Locate every line in the records below that holds the word "Some" and return each one.

**DATA TO PROCESS**
•••
//! Ordered key construction for the Strata keyspace.
//!
//! Two primitives, both following the FoundationDB layer conventions:
//!
//! - **Tuple encoding**: order-preserving serialization of composite keys
//!   (used for the tenant group index and the tombstone set).
//! - **Subspace**: a raw byte prefix that namespaces a family of keys.
//!
//! ```
//! use strata_layer::{Subspace, Tuple};
//!
//! let index = Subspace::from_bytes(b"\xff/tenant/tenantGroup/tenantIndex/".to_vec());
//! let key = index.pack(&Tuple::new().push(b"group-a".to_vec()).push(b"alpha".to_vec()));
//! assert!(index.contains(&key));
//! ```

mod subspace;
mod tuple;

#[cfg(test)]
mod proptest;

pub use subspace::Subspace;
pub use subspace::SubspaceError;
pub use subspace::strinc;
pub use tuple::Element;
pub use tuple::Tuple;
pub use tuple::TupleError;
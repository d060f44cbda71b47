//! Frame encoding for follower envelopes.
//!
//! Format: `[u32 big-endian length][postcard-encoded body]`.

use serde::Deserialize;
use serde::Serialize;
use snafu::ResultExt;
use strata_constants::follower::MAX_FOLLOWER_FRAME_SIZE;

use crate::error::DecodeSnafu;
use crate::error::EncodeSnafu;
use crate::error::TransportError;

const LENGTH_HEADER_SIZE: usize = 4;

/// Encode `message` as a length-prefixed frame.
pub fn encode_frame<T: Serialize>(message: &T) -> Result<Vec<u8>, TransportError> {
    let body = postcard::to_allocvec(message).context(EncodeSnafu)?;
    if body.len() > MAX_FOLLOWER_FRAME_SIZE as usize {
        return Err(TransportError::FrameTooLarge {
            size: body.len(),
            max: MAX_FOLLOWER_FRAME_SIZE,
        });
    }
    let mut frame = Vec::with_capacity(LENGTH_HEADER_SIZE + body.len());
    frame.extend_from_slice(&(body.len() as u32).to_be_bytes());
    frame.extend_from_slice(&body);
    Ok(frame)
}

/// Decode a length-prefixed frame.
pub fn decode_frame<T: for<'de> Deserialize<'de>>(frame: &[u8]) -> Result<T, TransportError> {
    let Some((header, body)) = frame.split_at_checked(LENGTH_HEADER_SIZE) else {
        return Err(TransportError::Truncated {
            expected: LENGTH_HEADER_SIZE,
            actual: frame.len(),
        });
    };
    let mut len_buf = [0u8; LENGTH_HEADER_SIZE];
    len_buf.copy_from_slice(header);
    let len = u32::from_be_bytes(len_buf);
    if len > MAX_FOLLOWER_FRAME_SIZE {
        return Err(TransportError::FrameTooLarge {
            size: len as usize,
            max: MAX_FOLLOWER_FRAME_SIZE,
        });
    }
    if body.len() != len as usize {
        return Err(TransportError::Truncated {
            expected: len as usize,
            actual: body.len(),
        });
    }
    postcard::from_bytes(body).context(DecodeSnafu)
}
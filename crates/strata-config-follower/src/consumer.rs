//! Follower client.
//!
//! A [`ConfigConsumer`] bootstraps from a snapshot, then tails the change
//! stream, forwarding everything to its registered [`ChangeSink`]s in version
//! order.
//!
//! ```text
//! Uninitialized ──snapshot──> Synced(v) ──get_changes──> Synced(v')
//!       ^                          │
//!       └──── VersionTooOld ───────┘
//! ```

use std::sync::Arc;
use std::time::Duration;

use strata_constants::follower::DEFAULT_COMPACTION_INTERVAL_MS;
use strata_constants::follower::DEFAULT_POLL_INTERVAL_MS;
use strata_constants::follower::MAX_SYNC_PAGES;
use strata_kv::ChangeSink;
use strata_kv::Version;
use strata_kv::VersionedMutations;
use tokio::time::MissedTickBehavior;
use tokio_util::sync::CancellationToken;
use tracing::debug;
use tracing::info;
use tracing::warn;
use uuid::Uuid;

use crate::class_set::ConfigClassSet;
use crate::error::FollowerError;
use crate::interface::ConfigFollowerInterface;
use crate::protocol::CompactRequest;
use crate::protocol::GetChangesRequest;
use crate::protocol::GetSnapshotAndChangesRequest;
use crate::transport::FollowerTransport;

/// Consumer configuration.
#[derive(Debug, Clone)]
pub struct ConsumerConfig {
    pub poll_interval: Duration,
    pub compaction_interval: Duration,
    /// Restrict class-scoped knobs to these classes. `None` receives all.
    pub config_classes: Option<ConfigClassSet>,
}

impl Default for ConsumerConfig {
    fn default() -> Self {
        Self {
            poll_interval: Duration::from_millis(DEFAULT_POLL_INTERVAL_MS),
            compaction_interval: Duration::from_millis(DEFAULT_COMPACTION_INTERVAL_MS),
            config_classes: None,
        }
    }
}

#[derive(Debug, Clone, Copy, PartialEq, Eq)]
pub enum ConsumerState {
    Uninitialized,
    Synced { version: Version },
}

/// Follows one responder through its interface.
pub struct ConfigConsumer<T: FollowerTransport + ?Sized> {
    id: Uuid,
    interface: ConfigFollowerInterface,
    transport: Arc<T>,
    config: ConsumerConfig,
    sinks: Vec<Arc<dyn ChangeSink>>,
    state: ConsumerState,
}

impl<T: FollowerTransport + ?Sized> ConfigConsumer<T> {
    pub fn new(interface: ConfigFollowerInterface, transport: Arc<T>, config: ConsumerConfig) -> Self {
        Self {
            id: Uuid::new_v4(),
            interface,
            transport,
            config,
            sinks: Vec::new(),
            state: ConsumerState::Uninitialized,
        }
    }

    pub fn id(&self) -> Uuid {
        self.id
    }

    pub fn state(&self) -> ConsumerState {
        self.state
    }

    /// Last version applied to the sinks.
    pub fn version(&self) -> Option<Version> {
        match self.state {
            ConsumerState::Uninitialized => None,
            ConsumerState::Synced { version } => Some(version),
        }
    }

    /// Add a sink. It receives a snapshot on the next sync.
    pub fn add_sink(&mut self, sink: Arc<dyn ChangeSink>) {
        self.sinks.push(sink);
        self.state = ConsumerState::Uninitialized;
    }

    /// Snapshot when uninitialized, otherwise drain pending changes.
    ///
    /// A `VersionTooOld` reply resets to uninitialized and snapshots again.
    pub async fn sync_once(&mut self) -> Result<Version, FollowerError> {
        let ConsumerState::Synced { version } = self.state else {
            return self.snapshot().await;
        };
        match self.tail(version).await {
            Err(FollowerError::VersionTooOld { version, oldest }) => {
                warn!(consumer_id = %self.id, version, oldest, "fell behind compaction, resnapshotting");
                self.state = ConsumerState::Uninitialized;
                self.snapshot().await
            }
            other => other,
        }
    }

    async fn snapshot(&mut self) -> Result<Version, FollowerError> {
        let request = GetSnapshotAndChangesRequest {
            consumer_id: self.id,
            config_classes: self.config.config_classes.clone(),
        };
        let reply = self.interface.get_snapshot_and_changes.get_reply(&*self.transport, request).await?;
        let snapshot_version = reply.snapshot_version;
        for sink in &self.sinks {
            sink.apply_snapshot(snapshot_version, &reply.snapshot).await;
        }
        self.state = ConsumerState::Synced {
            version: snapshot_version,
        };
        let changes = ordered_after(reply.changes, snapshot_version);
        let version = self.apply(changes).await;
        info!(
            consumer_id = %self.id,
            snapshot_version,
            version,
            most_recent_version = reply.most_recent_version,
            "follower synced from snapshot"
        );
        Ok(version)
    }

    async fn tail(&mut self, mut version: Version) -> Result<Version, FollowerError> {
        for _ in 0..MAX_SYNC_PAGES {
            let request = GetChangesRequest {
                consumer_id: self.id,
                last_seen_version: version,
                config_classes: self.config.config_classes.clone(),
            };
            let reply = self.interface.get_changes.get_reply(&*self.transport, request).await?;
            let changes = ordered_after(reply.changes, version);
            version = self.apply(changes).await;
            debug!(consumer_id = %self.id, version, most_recent_version = reply.most_recent_version, "tailed changes");
            if !reply.more {
                break;
            }
        }
        Ok(version)
    }

    /// Forward batches to every sink and advance the cursor.
    async fn apply(&mut self, changes: Vec<VersionedMutations>) -> Version {
        let current = self.version().unwrap_or_default();
        let Some(last) = changes.last().map(|batch| batch.version) else {
            return current;
        };
        for sink in &self.sinks {
            sink.apply_changes(&changes).await;
        }
        self.state = ConsumerState::Synced { version: last };
        last
    }

    /// Let the responder discard history up to the last applied version.
    /// Returns the responder's floor, or `None` before the first sync.
    pub async fn compact(&mut self) -> Result<Option<Version>, FollowerError> {
        let Some(version) = self.version() else {
            return Ok(None);
        };
        let reply = self.interface.compact.get_reply(&*self.transport, CompactRequest { version }).await?;
        let floor = reply.compacted_version.min(version);
        for sink in &self.sinks {
            sink.forget_before(floor).await;
        }
        debug!(consumer_id = %self.id, requested = version, compacted_version = reply.compacted_version, "compaction requested");
        Ok(Some(reply.compacted_version))
    }

    /// Poll and compact on the configured intervals until `shutdown` fires.
    ///
    /// Errors are logged and retried on the next tick.
    pub async fn run(&mut self, shutdown: CancellationToken) {
        let mut poll = tokio::time::interval(self.config.poll_interval);
        poll.set_missed_tick_behavior(MissedTickBehavior::Delay);
        let mut compaction = tokio::time::interval(self.config.compaction_interval);
        compaction.set_missed_tick_behavior(MissedTickBehavior::Delay);
        // The first tick completes immediately; do not compact before syncing.
        compaction.tick().await;

        info!(consumer_id = %self.id, "config consumer started");
        loop {
            tokio::select! {
                _ = shutdown.cancelled() => break,
                _ = poll.tick() => {
                    if let Err(e) = self.sync_once().await {
                        warn!(consumer_id = %self.id, error = %e, "follower sync failed");
                    }
                }
                _ = compaction.tick() => {
                    if let Err(e) = self.compact().await {
                        warn!(consumer_id = %self.id, error = %e, "follower compaction failed");
                    }
                }
            }
        }
        info!(consumer_id = %self.id, version = ?self.version(), "config consumer stopped");
    }
}

/// Sort by version and drop batches at or below `version` and duplicates.
fn ordered_after(mut changes: Vec<VersionedMutations>, version: Version) -> Vec<VersionedMutations> {
    changes.retain(|batch| batch.version > version);
    changes.sort_by_key(|batch| batch.version);
    changes.dedup_by_key(|batch| batch.version);
    changes
}
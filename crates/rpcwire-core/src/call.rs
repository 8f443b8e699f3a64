//! Logical calls and their decoded results.
//!
//! A [`Call`] names one remote endpoint plus its positional arguments. Calls
//! are grouped into a wire envelope by the protocol crate and come back as
//! one [`CallResult`] each, correlated by position.

use std::fmt;

use serde::{Deserialize, Serialize};
use serde_json::Value;
use thiserror::Error;

/// Routing context used when a call does not specify one.
pub const DEFAULT_CONTEXT: &str = "/";

/// One logical remote operation.
///
/// Calls are immutable once built; the builder methods consume `self`.
#[derive(Debug, Clone, PartialEq, Serialize, Deserialize)]
pub struct Call {
    id: String,
    args: Vec<Value>,
    context: Option<String>,
}

impl Call {
    /// Creates a call to the endpoint `id` with positional `args`.
    pub fn new(id: impl Into<String>, args: Vec<Value>) -> Self {
        Self {
            id: id.into(),
            args,
            context: None,
        }
    }

    /// Builder: scope the call to a routing context (e.g. `/notebook/<uuid>`).
    pub fn with_context(mut self, context: impl Into<String>) -> Self {
        self.context = Some(context.into());
        self
    }

    /// Returns the opaque endpoint identifier.
    pub fn id(&self) -> &str {
        &self.id
    }

    /// Returns the positional arguments.
    pub fn args(&self) -> &[Value] {
        &self.args
    }

    /// Returns the explicit routing context, if any.
    pub fn context(&self) -> Option<&str> {
        self.context.as_deref()
    }

    /// Returns the routing context, falling back to [`DEFAULT_CONTEXT`].
    pub fn routing_context(&self) -> &str {
        self.context.as_deref().unwrap_or(DEFAULT_CONTEXT)
    }
}

/// An error the remote service attached to one specific call.
#[derive(Debug, Clone, PartialEq, Eq, Error)]
pub struct RemoteError {
    /// Remote status code, when the service reported one.
    pub code: Option<i64>,
    /// Human-readable description.
    pub message: String,
}

impl RemoteError {
    /// Creates a remote error.
    pub fn new(code: Option<i64>, message: impl Into<String>) -> Self {
        Self {
            code,
            message: message.into(),
        }
    }
}

impl fmt::Display for RemoteError {
    fn fmt(&self, f: &mut fmt::Formatter<'_>) -> fmt::Result {
        match self.code {
            Some(code) => write!(f, "remote error {}: {}", code, self.message),
            None => write!(f, "remote error: {}", self.message),
        }
    }
}

/// Decoded outcome of one [`Call`].
#[derive(Debug, Clone, PartialEq)]
pub struct CallResult {
    /// Zero-based position of the originating call in the submitted batch.
    pub index: usize,
    /// Endpoint identifier echoed back by the service.
    pub id: String,
    /// The call's data, or the error the service flagged it with.
    pub outcome: Result<Value, RemoteError>,
}

impl CallResult {
    /// Creates a successful result.
    pub fn ok(index: usize, id: impl Into<String>, data: Value) -> Self {
        Self {
            index,
            id: id.into(),
            outcome: Ok(data),
        }
    }

    /// Creates a failed result.
    pub fn err(index: usize, id: impl Into<String>, error: RemoteError) -> Self {
        Self {
            index,
            id: id.into(),
            outcome: Err(error),
        }
    }

    /// Returns true if the call succeeded.
    pub fn is_ok(&self) -> bool {
        self.outcome.is_ok()
    }

    /// Returns the data of a successful call.
    pub fn data(&self) -> Option<&Value> {
        self.outcome.as_ref().ok()
    }

    /// Returns the remote error of a failed call.
    pub fn error(&self) -> Option<&RemoteError> {
        self.outcome.as_ref().err()
    }

    /// Consumes the result, returning the outcome.
    pub fn into_outcome(self) -> Result<Value, RemoteError> {
        self.outcome
    }
}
•••
**TASK ANSWER**
    let Some((header, body)) = frame.split_at_checked(LENGTH_HEADER_SIZE) else {
            ConsumerState::Synced { version } => Some(version),
        let Some(last) = changes.last().map(|batch| batch.version) else {
        let Some(version) = self.version() else {
        Ok(Some(reply.compacted_version))
        self.context = Some(context.into());
            Some(code) => write!(f, "remote error {}: {}", code, self.message),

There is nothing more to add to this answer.